*EXERCISE*. Read through the lines below for the string "every" and copy each one that has it.

Start of Block

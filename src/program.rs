//! # Program Image
//!
//! The loaded machine code, addressed from 0 in its own space. Instruction fetch
//! reads from here and never from the data bus. Reads past the end are an error
//! rather than garbage or a wrap.

use crate::ExecutionError;

/// An owned cartridge/program byte sequence.
#[derive(Debug, Clone, Default, PartialEq, Eq)]
pub struct ProgramImage {
    bytes: Vec<u8>,
}

impl ProgramImage {
    pub fn new(bytes: impl Into<Vec<u8>>) -> Self {
        Self {
            bytes: bytes.into(),
        }
    }

    pub fn len(&self) -> usize {
        self.bytes.len()
    }

    pub fn is_empty(&self) -> bool {
        self.bytes.is_empty()
    }

    pub fn as_bytes(&self) -> &[u8] {
        &self.bytes
    }

    /// Reads one byte.
    ///
    /// # Errors
    ///
    /// `ProgramOutOfBounds` if `address` is past the end of the image.
    pub fn read8(&self, address: u16) -> Result<u8, ExecutionError> {
        self.bytes
            .get(address as usize)
            .copied()
            .ok_or(ExecutionError::ProgramOutOfBounds {
                address,
                len: self.bytes.len(),
            })
    }

    /// Reads a little-endian word (low byte at `address`).
    ///
    /// ```
    /// use lr35902::ProgramImage;
    ///
    /// let image = ProgramImage::new(vec![0x21, 0x34, 0x12]);
    /// assert_eq!(image.read16(1).unwrap(), 0x1234);
    /// ```
    pub fn read16(&self, address: u16) -> Result<u16, ExecutionError> {
        let low = self.read8(address)?;
        let high = self.read8(address.wrapping_add(1))?;
        Ok(u16::from_le_bytes([low, high]))
    }

    /// Overwrites one byte in place. The image never grows.
    pub fn write(&mut self, address: u16, value: u8) -> Result<(), ExecutionError> {
        let len = self.bytes.len();
        match self.bytes.get_mut(address as usize) {
            Some(slot) => {
                *slot = value;
                Ok(())
            }
            None => Err(ExecutionError::ProgramOutOfBounds { address, len }),
        }
    }
}

impl From<Vec<u8>> for ProgramImage {
    fn from(bytes: Vec<u8>) -> Self {
        Self::new(bytes)
    }
}

impl From<&[u8]> for ProgramImage {
    fn from(bytes: &[u8]) -> Self {
        Self::new(bytes.to_vec())
    }
}

#[cfg(test)]
mod tests {
    use super::*;

    #[test]
    fn test_read8_in_bounds() {
        let image = ProgramImage::new(vec![0x00, 0xAF]);
        assert_eq!(image.read8(0).unwrap(), 0x00);
        assert_eq!(image.read8(1).unwrap(), 0xAF);
    }

    #[test]
    fn test_read8_past_end() {
        let image = ProgramImage::new(vec![0x00]);
        assert_eq!(
            image.read8(1),
            Err(ExecutionError::ProgramOutOfBounds { address: 1, len: 1 })
        );
    }

    #[test]
    fn test_read16_needs_both_bytes() {
        let image = ProgramImage::new(vec![0x01, 0x34]);
        assert!(matches!(
            image.read16(1),
            Err(ExecutionError::ProgramOutOfBounds { address: 2, .. })
        ));
    }

    #[test]
    fn test_empty_image_faults_on_first_read() {
        let image = ProgramImage::default();
        assert!(image.is_empty());
        assert!(image.read8(0).is_err());
    }

    #[test]
    fn test_write_in_place() {
        let mut image = ProgramImage::new(vec![0x00, 0x00]);
        image.write(1, 0x76).unwrap();
        assert_eq!(image.as_bytes(), &[0x00, 0x76]);
        assert!(image.write(2, 0x00).is_err());
        assert_eq!(image.len(), 2);
    }
}
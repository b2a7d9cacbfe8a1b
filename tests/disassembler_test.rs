//! Disassembler tests over short realistic routines.

use lr35902::disassembler::{format_fields, format_listing};
use lr35902::{disassemble, format_instruction, DisassemblyOptions};

fn lines(bytes: &[u8], start_address: u16) -> Vec<String> {
    let options = DisassemblyOptions {
        start_address,
        ..Default::default()
    };
    disassemble(bytes, options)
        .iter()
        .map(format_instruction)
        .collect()
}

#[test]
fn test_disassemble_memcpy_loop() {
    let code = [
        0x21, 0x00, 0xC0, // LD HL,$C000
        0x11, 0x00, 0xD0, // LD DE,$D000
        0x0E, 0x10, // LD C,$10
        0x1A, // LD A,(DE)
        0x22, // LD (HL+),A
        0x13, // INC DE
        0x0D, // DEC C
        0x20, 0xFA, // JR NZ,loop
        0xC9, // RET
    ];

    assert_eq!(
        lines(&code, 0x0150),
        [
            "LD HL,$C000",
            "LD DE,$D000",
            "LD C,$10",
            "LD A,(DE)",
            "LD (HL+),A",
            "INC DE",
            "DEC C",
            "JR NZ,$0158",
            "RET",
        ]
    );
}

#[test]
fn test_disassemble_prefixed_and_high_page() {
    let code = [0xF0, 0x44, 0xCB, 0x27, 0xE2, 0xCD, 0x00, 0x40, 0xFF];

    assert_eq!(
        lines(&code, 0),
        ["LDH A,($44)", "SLA A", "LD (C),A", "CALL $4000", "RST 38H"]
    );
}

#[test]
fn test_illegal_bytes_become_data() {
    let code = [0xDD, 0x00, 0xFD];

    assert_eq!(lines(&code, 0), [".byte $DD", "NOP", ".byte $FD"]);
}

#[test]
fn test_trailing_prefix_becomes_data() {
    assert_eq!(lines(&[0x00, 0xCB], 0), ["NOP", ".byte $CB"]);
}

#[test]
fn test_truncated_call_leaves_rest_as_data() {
    // CALL a16 with only the low byte present
    assert_eq!(
        lines(&[0xAF, 0xCD, 0x00], 0x0200),
        ["XOR A", ".byte $CD", ".byte $00"]
    );
}

#[test]
fn test_format_fields() {
    assert_eq!(format_fields(0x00, false), "00_000_000");
    assert_eq!(format_fields(0xFF, false), "11_111_111");
    assert_eq!(format_fields(0x46, true), "CB 01_000_110");
}

#[test]
fn test_listing_without_hex_dump() {
    let options = DisassemblyOptions {
        start_address: 0x0100,
        hex_dump: false,
    };
    let instructions = disassemble(&[0x00, 0xC3, 0x50, 0x01], options);

    assert_eq!(
        format_listing(&instructions, options),
        "0100: NOP\n0101: JP $0150\n"
    );
}
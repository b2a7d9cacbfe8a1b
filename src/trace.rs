//! Instruction observers.
//!
//! The CPU calls its observer once per committed instruction, after PC and
//! the tick counter have moved. Faults and halted ticks are not reported.

use tracing::trace;

use crate::disassembler::{format_instruction, Instruction};
use crate::opcodes::OpcodeDescriptor;

/// Snapshot of one executed instruction.
#[derive(Debug, Clone, Copy, PartialEq, Eq)]
pub struct TraceEvent {
    /// Address of the first byte of the instruction
    pub pc: u16,
    /// 0x00, or 0xCB for the prefixed table
    pub prefix: u8,
    pub opcode: u8,
    pub descriptor: &'static OpcodeDescriptor,
    /// Raw displacement byte (0 when the instruction has none)
    pub displacement: u8,
    /// Immediate operand (0 when the instruction has none)
    pub immediate: u16,
    pub length: u16,
    /// PC after the instruction, including any branch
    pub next_pc: u16,
    /// Tick counter after the instruction
    pub tick: u64,
}

impl TraceEvent {
    /// Rebuilds the disassembler view of this instruction.
    pub fn instruction(&self) -> Instruction {
        let mut operand_bytes = Vec::with_capacity(2);
        if self.descriptor.has_displacement {
            operand_bytes.push(self.displacement);
        }
        let [low, high] = self.immediate.to_le_bytes();
        match self.descriptor.immediate.bytes() {
            1 => operand_bytes.push(low),
            2 => operand_bytes.extend_from_slice(&[low, high]),
            _ => {}
        }

        Instruction {
            address: self.pc,
            prefix: self.prefix,
            opcode: self.opcode,
            mnemonic: self.descriptor.mnemonic.as_str(),
            descriptor: Some(self.descriptor),
            operand_bytes,
            size_bytes: self.length as u8,
        }
    }

    /// Assembly text of the executed instruction, e.g. `JR NZ,$0150`.
    pub fn disassembly(&self) -> String {
        format_instruction(&self.instruction())
    }
}

/// Receives every committed instruction.
pub trait InstructionObserver {
    fn on_instruction(&mut self, event: &TraceEvent);
}

impl<F: FnMut(&TraceEvent)> InstructionObserver for F {
    fn on_instruction(&mut self, event: &TraceEvent) {
        self(event)
    }
}

/// Emits one `TRACE` event per instruction on the `lr35902::trace` target.
#[derive(Debug, Default, Clone, Copy)]
pub struct TracingObserver;

impl InstructionObserver for TracingObserver {
    fn on_instruction(&mut self, event: &TraceEvent) {
        trace!(
            target: "lr35902::trace",
            pc = format_args!("{:04X}", event.pc),
            tick = event.tick,
            next_pc = format_args!("{:04X}", event.next_pc),
            "{}",
            event.disassembly()
        );
    }
}
//! Property-based tests for CPU invariants.
//!
//! These tests use proptest to verify that decoding, register access and
//! execution maintain fundamental invariants across all input combinations.

use lr35902::{
    Flags, FlatMemory, Op, OpcodeFields, Operation, Registers, CB_PREFIX, CB_TABLE, CPU,
    UNPREFIXED_TABLE,
};
use proptest::prelude::*;

fn setup_cpu(program: &[u8]) -> CPU<FlatMemory> {
    let mut cpu = CPU::new(FlatMemory::new());
    cpu.load_program(program.to_vec());
    cpu
}

fn is_branch(op: Op) -> bool {
    matches!(
        op,
        Op::Jr | Op::Jp | Op::JpHl | Op::Call | Op::Ret | Op::Reti | Op::Rst
    )
}

/// (prefix, opcode) for every implemented, non-branching instruction
fn non_branching_opcodes() -> Vec<(u8, u8)> {
    let unprefixed = UNPREFIXED_TABLE
        .iter()
        .enumerate()
        .filter(|(_, d)| matches!(d.operation, Operation::Implemented(op) if !is_branch(op)))
        .map(|(i, _)| (0, i as u8));
    let prefixed = (0..=255u8).map(|i| (CB_PREFIX, i));
    unprefixed.chain(prefixed).collect()
}

fn encode(prefix: u8, opcode: u8, operand1: u8, operand2: u8) -> Vec<u8> {
    if prefix == CB_PREFIX {
        vec![prefix, opcode]
    } else {
        vec![opcode, operand1, operand2]
    }
}

fn length(prefix: u8, opcode: u8) -> u16 {
    if prefix == CB_PREFIX {
        CB_TABLE[opcode as usize].length(true)
    } else {
        UNPREFIXED_TABLE[opcode as usize].length(false)
    }
}

// ========== Decoder Property Tests ==========

proptest! {
    /// Property: decoding is total and lossless
    #[test]
    fn prop_decode_round_trips(opcode in 0u8..=255u8) {
        let fields = OpcodeFields::decode(opcode);

        prop_assert!(fields.x <= 3);
        prop_assert!(fields.y <= 7 && fields.z <= 7);
        prop_assert_eq!(fields.p, fields.y >> 1);
        prop_assert_eq!(fields.q, fields.y & 1);
        prop_assert_eq!(fields.encode(), opcode);
    }
}

// ========== Register Property Tests ==========

proptest! {
    /// Property: pair writes split high/low and read back unchanged
    #[test]
    fn prop_register_pairs_round_trip(value in 0u16..=0xFFFF) {
        let mut regs = Registers::default();

        regs.set_bc(value);
        regs.set_de(value);
        regs.set_hl(value);

        prop_assert_eq!(regs.bc(), value);
        prop_assert_eq!(regs.de(), value);
        prop_assert_eq!(regs.hl(), value);
        prop_assert_eq!(regs.h, (value >> 8) as u8);
        prop_assert_eq!(regs.l, value as u8);
    }

    /// Property: AF never holds bits in the low nibble of F
    #[test]
    fn prop_af_masks_flags(value in 0u16..=0xFFFF) {
        let mut regs = Registers::default();
        regs.set_af(value);

        prop_assert_eq!(regs.af(), value & 0xFFF0);
        prop_assert_eq!(regs.a, (value >> 8) as u8);
    }
}

// ========== Stack Property Tests ==========

proptest! {
    /// Property: pop returns what push stored and restores SP
    #[test]
    fn prop_push_pop_round_trip(sp in 0u16..=0xFFFF, value in 0u16..=0xFFFF) {
        let mut cpu = setup_cpu(&[]);
        cpu.set_sp(sp);

        cpu.push_word(value);
        prop_assert_eq!(cpu.sp(), sp.wrapping_sub(2));
        prop_assert_eq!(cpu.read_memory(sp.wrapping_sub(1)), (value >> 8) as u8);

        prop_assert_eq!(cpu.pop_word(), value);
        prop_assert_eq!(cpu.sp(), sp);
    }
}

proptest! {
    /// Property: N pushes followed by N pops restore SP and return the words
    /// in reverse order
    #[test]
    fn prop_push_pop_sequence_round_trip(
        sp in 0u16..=0xFFFF,
        words in prop::collection::vec(0u16..=0xFFFF, 1..32),
    ) {
        let mut cpu = setup_cpu(&[]);
        cpu.set_sp(sp);

        for &word in &words {
            cpu.push_word(word);
        }
        prop_assert_eq!(cpu.sp(), sp.wrapping_sub(2 * words.len() as u16));

        let popped: Vec<u16> = (0..words.len()).map(|_| cpu.pop_word()).collect();
        let expected: Vec<u16> = words.iter().rev().copied().collect();
        prop_assert_eq!(popped, expected);
        prop_assert_eq!(cpu.sp(), sp);
    }
}

// ========== Flag Isolation Property Tests ==========

/// (name, encoding, flags the instruction must leave alone)
fn flag_isolation_cases() -> Vec<(&'static str, Vec<u8>, Flags)> {
    let all = Flags::all();
    vec![
        ("NOP", vec![0x00], all),
        ("LD B,C", vec![0x41], all),
        ("LD A,d8", vec![0x3E], all),
        ("LD (HL),A", vec![0x77], all),
        ("LD BC,d16", vec![0x01], all),
        ("LD SP,HL", vec![0xF9], all),
        ("INC BC", vec![0x03], all),
        ("DEC BC", vec![0x0B], all),
        ("PUSH BC", vec![0xC5], all),
        ("POP BC", vec![0xC1], all),
        ("DI", vec![0xF3], all),
        ("EI", vec![0xFB], all),
        ("JR r8", vec![0x18], all),
        ("JP a16", vec![0xC3], all),
        ("INC B", vec![0x04], Flags::CARRY),
        ("DEC B", vec![0x05], Flags::CARRY),
        ("INC (HL)", vec![0x34], Flags::CARRY),
        ("ADD HL,BC", vec![0x09], Flags::ZERO),
        ("ADD HL,SP", vec![0x39], Flags::ZERO),
        ("RLCA", vec![0x07], Flags::ZERO | Flags::SUBTRACT | Flags::HALF_CARRY),
        ("RRCA", vec![0x0F], Flags::ZERO | Flags::SUBTRACT | Flags::HALF_CARRY),
        ("RLA", vec![0x17], Flags::ZERO | Flags::SUBTRACT | Flags::HALF_CARRY),
        ("RRA", vec![0x1F], Flags::ZERO | Flags::SUBTRACT | Flags::HALF_CARRY),
        ("DAA", vec![0x27], Flags::SUBTRACT),
        ("CPL", vec![0x2F], Flags::ZERO | Flags::CARRY),
        ("SCF", vec![0x37], Flags::ZERO),
        ("CCF", vec![0x3F], Flags::ZERO),
        ("BIT 0,B", vec![0xCB, 0x40], Flags::CARRY),
        ("BIT 7,(HL)", vec![0xCB, 0x7E], Flags::CARRY),
        ("RES 0,B", vec![0xCB, 0x80], all),
        ("SET 7,A", vec![0xCB, 0xFF], all),
    ]
}

proptest! {
    /// Property: an instruction leaves every flag outside its documented set
    /// bit-for-bit unchanged
    #[test]
    fn prop_flag_isolation(
        (name, encoding, preserved) in prop::sample::select(flag_isolation_cases()),
        f in 0u8..=255u8,
        a in 0u8..=255u8,
        b in 0u8..=255u8,
        hl in 0u16..=0xFFFF,
        operand1 in 0u8..=255u8,
        operand2 in 0u8..=255u8,
    ) {
        let mut program = encoding;
        program.extend_from_slice(&[operand1, operand2]);
        let mut cpu = setup_cpu(&program);
        cpu.registers_mut().f = Flags::from_bits_truncate(f);
        cpu.registers_mut().a = a;
        cpu.registers_mut().b = b;
        cpu.registers_mut().set_hl(hl);
        let before = cpu.registers().f;

        cpu.run_instruction().unwrap();

        prop_assert_eq!(
            cpu.registers().f & preserved,
            before & preserved,
            "{} changed flags outside its set",
            name
        );
    }
}

// ========== PC Advancement Property Tests ==========

proptest! {
    /// Property: For non-branching instructions, PC advances by exactly the
    /// encoded length
    #[test]
    fn prop_pc_advances_by_instruction_length(
        (prefix, opcode) in prop::sample::select(non_branching_opcodes()),
        operand1 in 0u8..=255u8,
        operand2 in 0u8..=255u8,
        hl in 0u16..=0xFFFF,
    ) {
        let mut cpu = setup_cpu(&encode(prefix, opcode, operand1, operand2));
        cpu.registers_mut().set_hl(hl);

        cpu.run_instruction().unwrap();

        prop_assert_eq!(
            cpu.pc(),
            length(prefix, opcode),
            "PC after {:#04X}:{:#04X}",
            prefix,
            opcode
        );
        prop_assert_eq!(cpu.tick_count(), 1);
    }

    /// Property: the low nibble of F stays zero after any instruction
    #[test]
    fn prop_flags_low_nibble_stays_zero(
        (prefix, opcode) in prop::sample::select(non_branching_opcodes()),
        a in 0u8..=255u8,
        f in 0u8..=255u8,
        operand1 in 0u8..=255u8,
    ) {
        let mut cpu = setup_cpu(&encode(prefix, opcode, operand1, 0x00));
        cpu.registers_mut().a = a;
        cpu.registers_mut().f = Flags::from_bits_truncate(f);

        cpu.run_instruction().unwrap();

        prop_assert_eq!(cpu.registers().f.bits() & 0x0F, 0);
    }

    /// Property: a relative jump moves PC by length plus displacement when
    /// taken, and by length alone when not
    #[test]
    fn prop_jr_target(
        start in 0u16..0x100,
        offset in any::<i8>(),
        zero in proptest::bool::ANY,
    ) {
        let mut program = vec![0x00; start as usize];
        program.extend_from_slice(&[0x20, offset as u8]); // JR NZ,r8
        let mut cpu = setup_cpu(&program);
        cpu.set_pc(start);
        cpu.registers_mut().set_flag(Flags::ZERO, zero);

        cpu.run_instruction().unwrap();

        let fallthrough = start + 2;
        let expected = if zero {
            fallthrough
        } else {
            fallthrough.wrapping_add(offset as i16 as u16)
        };
        prop_assert_eq!(cpu.pc(), expected);
    }
}

// ========== ALU Property Tests ==========

proptest! {
    /// Property: ADC computes A + n + C with carry out of bit 7
    #[test]
    fn prop_adc_immediate_result(
        a in 0u8..=255u8,
        operand in 0u8..=255u8,
        carry_in in proptest::bool::ANY,
    ) {
        let mut cpu = setup_cpu(&[0xCE, operand]);
        cpu.registers_mut().a = a;
        cpu.registers_mut().set_flag(Flags::CARRY, carry_in);

        cpu.run_instruction().unwrap();

        let sum = a as u16 + operand as u16 + carry_in as u16;
        prop_assert_eq!(cpu.registers().a, sum as u8);
        prop_assert_eq!(cpu.flag_c(), sum > 0xFF);
        prop_assert_eq!(cpu.flag_z(), sum as u8 == 0);
        prop_assert!(!cpu.flag_n());
    }

    /// Property: SBC computes A - n - C with borrow in C
    #[test]
    fn prop_sbc_immediate_result(
        a in 0u8..=255u8,
        operand in 0u8..=255u8,
        carry_in in proptest::bool::ANY,
    ) {
        let mut cpu = setup_cpu(&[0xDE, operand]);
        cpu.registers_mut().a = a;
        cpu.registers_mut().set_flag(Flags::CARRY, carry_in);

        cpu.run_instruction().unwrap();

        let diff = a as i16 - operand as i16 - carry_in as i16;
        prop_assert_eq!(cpu.registers().a, diff as u8);
        prop_assert_eq!(cpu.flag_c(), diff < 0);
        prop_assert!(cpu.flag_n());
    }

    /// Property: CP sets the same flags as SUB without writing A
    #[test]
    fn prop_cp_matches_sub_flags(a in 0u8..=255u8, operand in 0u8..=255u8) {
        let mut sub = setup_cpu(&[0xD6, operand]);
        let mut cp = setup_cpu(&[0xFE, operand]);
        sub.registers_mut().a = a;
        cp.registers_mut().a = a;

        sub.run_instruction().unwrap();
        cp.run_instruction().unwrap();

        prop_assert_eq!(cp.registers().f, sub.registers().f);
        prop_assert_eq!(cp.registers().a, a);
    }

    /// Property: XOR/OR results and flags
    #[test]
    fn prop_logical_immediate(a in 0u8..=255u8, operand in 0u8..=255u8) {
        let mut xor = setup_cpu(&[0xEE, operand]);
        let mut or = setup_cpu(&[0xF6, operand]);
        xor.registers_mut().a = a;
        or.registers_mut().a = a;

        xor.run_instruction().unwrap();
        or.run_instruction().unwrap();

        prop_assert_eq!(xor.registers().a, a ^ operand);
        prop_assert_eq!(xor.registers().f, if a ^ operand == 0 { Flags::ZERO } else { Flags::empty() });
        prop_assert_eq!(or.registers().a, a | operand);
        prop_assert_eq!(or.registers().f, if a | operand == 0 { Flags::ZERO } else { Flags::empty() });
    }

    /// Property: SWAP twice is the identity
    #[test]
    fn prop_swap_involution(value in 0u8..=255u8) {
        let mut cpu = setup_cpu(&[0xCB, 0x30, 0xCB, 0x30]); // SWAP B ; SWAP B
        cpu.registers_mut().b = value;

        cpu.run_instruction().unwrap();
        prop_assert_eq!(cpu.registers().b, value.rotate_left(4));

        cpu.run_instruction().unwrap();
        prop_assert_eq!(cpu.registers().b, value);
    }
}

End of Block

*SOLUTION FOR THIS EXERCISE*.
/// Receives every committed instruction.
/// (prefix, opcode) for every implemented, non-branching instruction
    /// Property: an instruction leaves every flag outside its documented set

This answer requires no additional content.